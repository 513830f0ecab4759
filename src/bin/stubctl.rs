use clap::{Parser, Subcommand};
use serde_json::Value;

#[derive(Parser)]
#[command(name = "stubctl")]
#[command(about = "Management CLI for the stub server admin API", long_about = None)]
struct Cli {
    #[arg(short, long, env = "STUB_ADMIN_URL", default_value = "http://127.0.0.1:8081")]
    url: String,

    #[command(subcommand)]
    command: Commands,
}

#[derive(Subcommand)]
enum Commands {
    /// Show reload state and counters
    Status,
    /// List the routes currently being served
    Routes,
    /// Reload the config file now
    Reload,
}

#[tokio::main]
async fn main() -> Result<(), Box<dyn std::error::Error>> {
    let cli = Cli::parse();
    let client = reqwest::Client::new();
    let base = cli.url.trim_end_matches('/');

    let res = match cli.command {
        Commands::Status => client.get(format!("{base}/admin/status")).send().await?,
        Commands::Routes => client.get(format!("{base}/admin/routes")).send().await?,
        Commands::Reload => client.post(format!("{base}/admin/reload")).send().await?,
    };

    let ok = print_response(res).await?;
    if !ok {
        std::process::exit(1);
    }
    Ok(())
}

async fn print_response(res: reqwest::Response) -> Result<bool, Box<dyn std::error::Error>> {
    let status = res.status();
    let text = res.text().await?;

    // The admin API answers JSON even for failed reloads.
    match serde_json::from_str::<Value>(&text) {
        Ok(json) if status.is_success() => println!("{}", serde_json::to_string_pretty(&json)?),
        Ok(json) => {
            eprintln!("Error: Admin API returned status {status}");
            eprintln!("{}", serde_json::to_string_pretty(&json)?);
        }
        Err(_) => {
            eprintln!("Error: Admin API returned status {status}");
            eprintln!("Response: {text}");
        }
    }
    Ok(status.is_success())
}
use std::sync::Arc;

use axum::{extract::State, http::StatusCode, response::IntoResponse, Json};
use serde::Serialize;

use crate::reload::{ReloadCoordinator, ReloadStatus, ReloadTrigger};
use crate::routing::RouteSummary;

#[derive(Serialize)]
pub struct SystemStatus {
    pub version: &'static str,
    pub empty_query: &'static str,
    pub reload: ReloadStatus,
}

#[derive(Serialize)]
pub struct RouteListing {
    pub generation: u64,
    pub routes: Vec<RouteSummary>,
}

pub async fn get_status(State(coordinator): State<Arc<ReloadCoordinator>>) -> Json<SystemStatus> {
    let table = coordinator.dispatcher().snapshot();
    Json(SystemStatus {
        version: env!("CARGO_PKG_VERSION"),
        empty_query: table.empty_query_policy().as_str(),
        reload: coordinator.status(),
    })
}

pub async fn get_routes(State(coordinator): State<Arc<ReloadCoordinator>>) -> Json<RouteListing> {
    let table = coordinator.dispatcher().snapshot();
    Json(RouteListing {
        generation: table.generation(),
        routes: table.routes(),
    })
}

pub async fn post_reload(State(coordinator): State<Arc<ReloadCoordinator>>) -> impl IntoResponse {
    match coordinator.reload(ReloadTrigger::Admin).await {
        Ok(outcome) => (StatusCode::OK, Json(serde_json::json!(outcome))),
        Err(e) => (
            StatusCode::UNPROCESSABLE_ENTITY,
            Json(serde_json::json!({
                "error": e.kind(),
                "message": e.to_string(),
                "generation": coordinator.dispatcher().generation(),
            })),
        ),
    }
}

☆ ☆ ☆ ☆ ☆

_What you are asked to do:_ Only a number is needed here: the count of lines above that hold the string "StatusCode".

_Answer to the exercise:_ 3